TASK ITEM: Search the records below for "only" and copy every line it turns up in.

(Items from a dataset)
=== Begin Enclosure ===

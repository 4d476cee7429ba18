//! # flatvfs
//!
//! A single-file virtual block store with:
//! - A flat namespace of named entries
//! - A bitmap block allocator
//! - A fixed entry table with direct block pointers
//! - A space map report of free and used regions
//!
//! ## Architecture Overview
//!
//! ```text
//! ┌─────────────────────────────────────────────────────────────┐
//! │                        CLI (flatvfs)                        │
//! └─────────────────────┬───────────────────────────────────────┘
//!                       │
//! ┌─────────────────────▼───────────────────────────────────────┐
//! │                      Store (session)                        │
//! │         put / get / delete / list / space_map / check       │
//! └──────────┬──────────────────┬──────────────────┬────────────┘
//!            │                  │                  │
//!            ▼                  ▼                  ▼
//!     ┌─────────────┐   ┌──────────────┐   ┌──────────────┐
//!     │   Bitmap    │   │  EntryTable  │   │    Layout    │
//!     │ (allocator) │   │   (inodes)   │   │ (addressing) │
//!     └──────┬──────┘   └──────┬───────┘   └──────────────┘
//!            │                 │
//!            ▼                 ▼
//!     ┌───────────────────────────────┐
//!     │  BlockDevice (file / memory)  │
//!     └───────────────────────────────┘
//! ```

// =============================================================================
// Module Declarations
// =============================================================================

pub mod error;
pub mod config;

pub mod layout;
pub mod device;
pub mod bitmap;
pub mod table;
pub mod store;

// =============================================================================
// Public API Re-exports
// =============================================================================

pub use error::{VfsError, Result};
pub use config::Config;
pub use device::{BlockDevice, MemDevice};
pub use store::{remove_store, Store};

// =============================================================================
// Version Info
// =============================================================================

/// Current version of flatvfs
pub const VERSION: &str = env!("CARGO_PKG_VERSION");
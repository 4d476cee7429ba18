//! Error types for flatvfs
//!
//! Provides a unified error type for all store operations.

use thiserror::Error;

/// Result type alias using VfsError
pub type Result<T> = std::result::Result<T, VfsError>;

/// Unified error type for flatvfs operations
///
/// Every error is terminal for the operation that raised it. The CLI is the
/// only place that turns one into a process exit code.
#[derive(Debug, Error)]
pub enum VfsError {
    // -------------------------------------------------------------------------
    // I/O Errors
    // -------------------------------------------------------------------------
    #[error("IO error: {0}")]
    Io(#[from] std::io::Error),

    // -------------------------------------------------------------------------
    // Format Errors
    // -------------------------------------------------------------------------
    #[error("Invalid store format: {0}")]
    Format(String),

    #[error("Store corruption detected: {0}")]
    Corruption(String),

    #[error("Serialization error: {0}")]
    Serialization(String),

    // -------------------------------------------------------------------------
    // Entry Errors
    // -------------------------------------------------------------------------
    #[error("Invalid entry name {name:?}: length must be between 1 and {max} bytes without NUL")]
    InvalidName { name: String, max: usize },

    #[error("Entry already exists: {0}")]
    DuplicateName(String),

    #[error("Entry not found: {0}")]
    NotFound(String),

    #[error("File too large: {size} bytes (max {max})")]
    FileTooLarge { size: u64, max: u64 },

    // -------------------------------------------------------------------------
    // Capacity Errors
    // -------------------------------------------------------------------------
    #[error("Entry table is full")]
    TableFull,

    #[error("Not enough free blocks in store")]
    OutOfSpace,

    // -------------------------------------------------------------------------
    // Configuration Errors
    // -------------------------------------------------------------------------
    #[error("Configuration error: {0}")]
    Config(String),
}
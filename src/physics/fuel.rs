use serde::{Deserialize, Serialize};

use crate::error::{ensure_positive, LaunchError, Result};

// ---------------------------------------------------------------------------
// Fuel burn: linear mass decay from wet to dry over the burn
// ---------------------------------------------------------------------------

#[derive(Debug, Clone, Copy, PartialEq, Serialize, Deserialize)]
#[serde(default)]
pub struct FuelBurnParams {
    pub initial_mass: f64,  // kg at ignition
    pub dry_mass: f64,      // kg once fuel is exhausted
    pub burn_duration: f64, // s
}

impl FuelBurnParams {
    pub fn validate(&self) -> Result<()> {
        ensure_positive("burn_duration", self.burn_duration)?;
        ensure_positive("initial_mass", self.initial_mass)?;
        ensure_positive("dry_mass", self.dry_mass)
    }

    /// Mass after `elapsed` seconds of burn.
    pub fn mass_at(&self, elapsed: f64) -> Result<f64> {
        mass_at(elapsed, self.initial_mass, self.dry_mass, self.burn_duration)
    }

    /// Same burn rescaled so it starts at `launch_mass`, keeping the
    /// dry-to-wet ratio and the burn duration.
    pub fn scaled_to(&self, launch_mass: f64) -> Result<Self> {
        self.validate()?;
        ensure_positive("mass", launch_mass)?;
        Ok(Self {
            initial_mass: launch_mass,
            dry_mass: self.dry_mass * (launch_mass / self.initial_mass),
            burn_duration: self.burn_duration,
        })
    }

    /// Closed interval every burn mass lies in.
    pub fn mass_bounds(&self) -> (f64, f64) {
        (self.initial_mass.min(self.dry_mass), self.initial_mass.max(self.dry_mass))
    }
}

impl Default for FuelBurnParams {
    fn default() -> Self {
        Self { initial_mass: 1.0, dry_mass: 0.5, burn_duration: 2.0 }
    }
}

/// Mass after `elapsed` seconds, interpolated linearly from `initial_mass`
/// to `dry_mass` and held at `dry_mass` once the burn is over.
pub fn mass_at(elapsed: f64, initial_mass: f64, dry_mass: f64, burn_duration: f64) -> Result<f64> {
    ensure_positive("burn_duration", burn_duration)?;
    if elapsed.is_nan() {
        return Err(LaunchError::invalid("elapsed", "must not be NaN"));
    }
    let t = (elapsed / burn_duration).clamp(0.0, 1.0);
    if t >= 1.0 {
        return Ok(dry_mass);
    }
    let (lo, hi) = (initial_mass.min(dry_mass), initial_mass.max(dry_mass));
    Ok((initial_mass + (dry_mass - initial_mass) * t).clamp(lo, hi))
}
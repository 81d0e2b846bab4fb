//! Launch-solution search for a drag-affected rocket.
//!
//! [`solver::solve`] scans an (angle, speed) grid with a fixed-step planning
//! integrator and returns the first launch whose sampled path passes within
//! tolerance of the target. After launch, [`dynamics::tick`] supplies the
//! per-step mass and drag force for the host rigid-body engine, and
//! [`launcher::Launcher`] wires the two together around launch and reset
//! events.

pub mod config;
pub mod dynamics;
pub mod error;
pub mod io;
pub mod launcher;
pub mod physics;
pub mod sim;
pub mod solver;

pub use config::LauncherConfig;
pub use dynamics::{FlightState, FlightTick, SearchParams};
pub use error::LaunchError;
pub use launcher::Launcher;
pub use physics::{FuelBurnParams, PhysicsParams};
pub use solver::{solve, LaunchSolution};
use nalgebra::Vector3;

use crate::dynamics::state::BodyState;

// ---------------------------------------------------------------------------
// Terminal events for a planning run
// ---------------------------------------------------------------------------

#[derive(Debug, Clone, Copy, PartialEq, Eq)]
pub enum EventKind {
    /// Sample landed inside the hit radius around the target.
    TargetReached,
    /// Sample dropped below the ground plane `y = 0`.
    GroundImpact,
}

/// Trait for passive event detectors.
/// Implementations inspect each new sample and report terminal events.
pub trait EventDetector {
    fn check(&mut self, current: &BodyState) -> Option<EventKind>;
}

/// Fires when a sample is strictly closer than `radius` to `target`.
pub struct TargetProximity {
    pub target: Vector3<f64>,
    pub radius: f64,
}

impl EventDetector for TargetProximity {
    fn check(&mut self, current: &BodyState) -> Option<EventKind> {
        if (current.pos - self.target).norm() < self.radius {
            Some(EventKind::TargetReached)
        } else {
            None
        }
    }
}

/// Fires when altitude goes negative.
pub struct GroundCrossing;

impl EventDetector for GroundCrossing {
    fn check(&mut self, current: &BodyState) -> Option<EventKind> {
        if current.pos.y < 0.0 {
            Some(EventKind::GroundImpact)
        } else {
            None
        }
    }
}
/// Trait for cooperative control of a launch search.
///
/// The solver asks before simulating each candidate; returning `false`
/// stops the search with [`LaunchError::Cancelled`](crate::error::LaunchError::Cancelled).
pub trait SearchControl {
    fn proceed(&mut self, angle: f64, speed: f64) -> bool;

    /// Human-readable name for display.
    fn name(&self) -> &str {
        "unnamed"
    }
}

/// Never cancels; scans the whole grid.
#[derive(Debug, Clone, Copy, Default)]
pub struct Exhaustive;

impl SearchControl for Exhaustive {
    fn proceed(&mut self, _angle: f64, _speed: f64) -> bool {
        true
    }

    fn name(&self) -> &str {
        "exhaustive"
    }
}

/// Cancels once a fixed number of candidates has been simulated.
#[derive(Debug, Clone)]
pub struct CandidateBudget {
    remaining: usize,
}

impl CandidateBudget {
    pub fn new(candidates: usize) -> Self {
        Self { remaining: candidates }
    }
}

impl SearchControl for CandidateBudget {
    fn proceed(&mut self, _angle: f64, _speed: f64) -> bool {
        match self.remaining.checked_sub(1) {
            Some(left) => {
                self.remaining = left;
                true
            }
            None => false,
        }
    }

    fn name(&self) -> &str {
        "budget"
    }
}

impl<F> SearchControl for F
where
    F: FnMut(f64, f64) -> bool,
{
    fn proceed(&mut self, angle: f64, speed: f64) -> bool {
        self(angle, speed)
    }

    fn name(&self) -> &str {
        "closure"
    }
}
pub mod flight;
pub mod state;

use nalgebra::Vector3;

use crate::physics::{gravity_force, PhysicsParams};
use state::BodyState;

pub use flight::{tick, FlightTick, STOPPED_SPEED};
pub use state::{FlightState, SearchParams};

// ---------------------------------------------------------------------------
// Equations of motion (3DOF point mass, constant mass over the call)
// ---------------------------------------------------------------------------

/// Acceleration of a body of `mass` in the given environment.
///
/// Forces modeled:
///   1. Gravity, uniform along -y
///   2. Drag, quadratic, opposing velocity
pub fn acceleration(state: &BodyState, physics: &PhysicsParams, mass: f64) -> Vector3<f64> {
    let f_gravity = gravity_force(physics.gravity, mass);
    let f_drag = physics.drag(&state.vel);
    (f_gravity + f_drag) / mass
}
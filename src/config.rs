//! Launcher configuration, loadable from TOML.
//!
//! Every field has a default, so a file only needs the values it overrides:
//!
//! ```toml
//! nominal_mass = 2.0
//!
//! [search]
//! speed_max = 300.0
//! acceptable_distance = 0.5
//! ```

use std::path::Path;

use nalgebra::Vector3;
use serde::{Deserialize, Serialize};
use thiserror::Error;

use crate::dynamics::state::SearchParams;
use crate::error::{ensure_positive, LaunchError};
use crate::physics::{FuelBurnParams, PhysicsParams};

/// Everything one launcher needs besides the target.
#[derive(Debug, Clone, PartialEq, Serialize, Deserialize)]
#[serde(default)]
pub struct LauncherConfig {
    /// Pad position; the rocket starts here and returns here on reset.
    pub home: Vector3<f64>,
    /// Mass assumed by the search when the launch request gives none.
    pub nominal_mass: f64,
    pub physics: PhysicsParams,
    pub search: SearchParams,
    pub fuel: FuelBurnParams,
}

impl Default for LauncherConfig {
    fn default() -> Self {
        Self {
            home: Vector3::zeros(),
            nominal_mass: 1.0,
            physics: PhysicsParams::default(),
            search: SearchParams::default(),
            fuel: FuelBurnParams::default(),
        }
    }
}

/// Errors that can occur while loading a launcher configuration.
#[derive(Debug, Error)]
pub enum ConfigError {
    #[error("failed to read config: {0}")]
    Io(#[from] std::io::Error),
    #[error("failed to parse TOML: {0}")]
    Toml(#[from] toml::de::Error),
    #[error("failed to render TOML: {0}")]
    Render(#[from] toml::ser::Error),
    #[error("config rejected: {0}")]
    Invalid(#[from] LaunchError),
}

impl LauncherConfig {
    pub fn validate(&self) -> Result<(), LaunchError> {
        ensure_positive("nominal_mass", self.nominal_mass)?;
        self.physics.validate()?;
        self.search.validate()?;
        self.fuel.validate()
    }

    pub fn from_toml_str(contents: &str) -> Result<Self, ConfigError> {
        let config: LauncherConfig = toml::from_str(contents)?;
        config.validate()?;
        Ok(config)
    }

    /// Load and validate a config file.
    pub fn load<P: AsRef<Path>>(path: P) -> Result<Self, ConfigError> {
        let contents = std::fs::read_to_string(path)?;
        Self::from_toml_str(&contents)
    }

    pub fn to_toml_string(&self) -> Result<String, ConfigError> {
        Ok(toml::to_string_pretty(self)?)
    }
}
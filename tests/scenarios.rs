use nalgebra::Vector3;

use rocket_launcher::dynamics::{tick, FlightState, SearchParams};
use rocket_launcher::launcher::{Launcher, PointMassBody, RigidBody};
use rocket_launcher::sim::{simulate, EventKind};
use rocket_launcher::solver::{launch_velocity, solve};
use rocket_launcher::{FuelBurnParams, LaunchError, LauncherConfig, PhysicsParams};

fn grid(speed_max: f64) -> SearchParams {
    SearchParams {
        angle_min: 20.0,
        angle_max: 80.0,
        speed_min: 5.0,
        speed_max,
        time_step: 0.02,
        acceptable_distance: 1.0,
        max_steps: 1000,
        ..SearchParams::default()
    }
}

#[test]
fn vacuum_shot_reaches_50m() {
    let start = Vector3::zeros();
    let target = Vector3::new(50.0, 0.0, 0.0);
    let physics = PhysicsParams::vacuum(9.81);
    let search = grid(200.0);

    let sol = solve(&start, &target, &physics, 1.0, &search).expect("valid search");
    assert!(sol.found, "classical projectile should reach 50 m");
    assert!((20.0..=80.0).contains(&sol.angle));
    assert!((5.0..=200.0).contains(&sol.speed));
    assert_eq!(sol.trajectory[0], start);

    let last = sol.trajectory.last().unwrap();
    assert!(
        (last - target).norm() < search.acceptable_distance,
        "landed {:.3} from target",
        (last - target).norm()
    );
}

#[test]
fn solution_replays_identically() {
    let start = Vector3::new(2.0, 0.0, -3.0);
    let target = Vector3::new(-20.0, 4.0, 25.0);
    let physics = PhysicsParams::default();
    let search = grid(200.0);

    let sol = solve(&start, &target, &physics, 1.0, &search).unwrap();
    assert!(sol.found);

    let v = launch_velocity(&start, &target, sol.angle, sol.speed).unwrap();
    let replay = simulate(&start, &v, &target, &physics, 1.0, &search);
    assert!(replay.success);
    assert_eq!(replay.event, Some(EventKind::TargetReached));
    assert_eq!(replay.points, sol.trajectory);

    let again = solve(&start, &target, &physics, 1.0, &search).unwrap();
    assert_eq!(again, sol);
}

#[test]
fn half_step_grid_solution_is_on_grid_and_replays() {
    let start = Vector3::zeros();
    let target = Vector3::new(40.0, 5.0, 0.0);
    let physics = PhysicsParams::vacuum(9.81);
    let search = SearchParams { angle_step: 0.5, speed_step: 0.5, ..grid(200.0) };

    let sol = solve(&start, &target, &physics, 1.0, &search).unwrap();
    assert!(sol.found, "elevated target should be reachable in vacuum");

    let angle_index = (sol.angle - search.angle_min) / search.angle_step;
    let speed_index = (sol.speed - search.speed_min) / search.speed_step;
    assert_eq!(angle_index.fract(), 0.0, "angle {} off grid", sol.angle);
    assert_eq!(speed_index.fract(), 0.0, "speed {} off grid", sol.speed);
    assert_eq!(sol.angle, search.angle_min + angle_index * search.angle_step);
    assert_eq!(sol.speed, search.speed_min + speed_index * search.speed_step);

    let v = launch_velocity(&start, &target, sol.angle, sol.speed).unwrap();
    let replay = simulate(&start, &v, &target, &physics, 1.0, &search);
    assert_eq!(replay.event, Some(EventKind::TargetReached));
    assert_eq!(replay.points, sol.trajectory);
    assert!((sol.impact_point().unwrap() - target).norm() < search.acceptable_distance);
}

#[test]
fn target_straight_above_is_degenerate() {
    let err = solve(
        &Vector3::zeros(),
        &Vector3::new(0.0, 100.0, 0.0),
        &PhysicsParams::default(),
        1.0,
        &grid(200.0),
    )
    .unwrap_err();
    assert_eq!(err, LaunchError::DegenerateTarget);
}

#[test]
fn unreachable_target_returns_empty_solution() {
    let sol = solve(
        &Vector3::zeros(),
        &Vector3::new(10_000.0, 0.0, 0.0),
        &PhysicsParams::default(),
        1.0,
        &grid(20.0),
    )
    .unwrap();
    assert!(!sol.found);
    assert!(sol.trajectory.is_empty());
    assert_eq!(sol.evaluated, 61 * 16);
    assert_eq!(sol.require().unwrap_err(), LaunchError::NoSolutionFound);
}

#[test]
fn ground_failure_ends_below_ground() {
    let out = simulate(
        &Vector3::zeros(),
        &Vector3::new(8.0, 8.0, 0.0),
        &Vector3::new(200.0, 0.0, 0.0),
        &PhysicsParams::default(),
        1.0,
        &grid(200.0),
    );
    assert!(!out.success);
    assert_eq!(out.event, Some(EventKind::GroundImpact));
    assert!(out.points.last().unwrap().y < 0.0);
}

#[test]
fn fuel_burn_mass_sequence() {
    let fuel = FuelBurnParams { initial_mass: 1.0, dry_mass: 0.5, burn_duration: 2.0 };
    let physics = PhysicsParams::default();
    let mut state = FlightState::launch(&fuel);
    let vel = Vector3::new(20.0, 5.0, 0.0);

    let mut masses = vec![state.current_mass];
    for _ in 0..5 {
        masses.push(tick(&mut state, &vel, 1.0, &physics, &fuel).unwrap().mass);
    }
    assert_eq!(masses, vec![1.0, 0.75, 0.5, 0.5, 0.5, 0.5]);
}

#[test]
fn launcher_full_cycle() {
    let mut config = LauncherConfig::default();
    config.search.speed_max = 200.0;
    let mut body = PointMassBody::new(config.home, config.nominal_mass, config.physics.gravity);
    let mut launcher = Launcher::new(config).unwrap();

    let target = Vector3::new(25.0, 0.0, 15.0);
    launcher.request_launch(target, None, &mut body).unwrap();

    let dt = 0.02;
    let mut ticks = 0;
    while !body.on_ground() && ticks < 5_000 {
        let out = launcher.fixed_update(&mut body, dt).unwrap().unwrap();
        let (lo, hi) = launcher.config().fuel.mass_bounds();
        assert!(out.mass >= lo && out.mass <= hi);
        body.step(dt);
        ticks += 1;
    }
    assert!(body.on_ground(), "rocket should come back down");
    assert!(launcher.flight().current_mass < launcher.config().fuel.initial_mass);

    launcher.reset(&mut body);
    assert_eq!(body.position(), Vector3::zeros());
    assert_eq!(*launcher.flight(), FlightState::new(&launcher.config().fuel));
}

=== End Enclosure ===

RESULT:
/// only place that turns one into a process exit code.
//! Every field has a default, so a file only needs the values it overrides:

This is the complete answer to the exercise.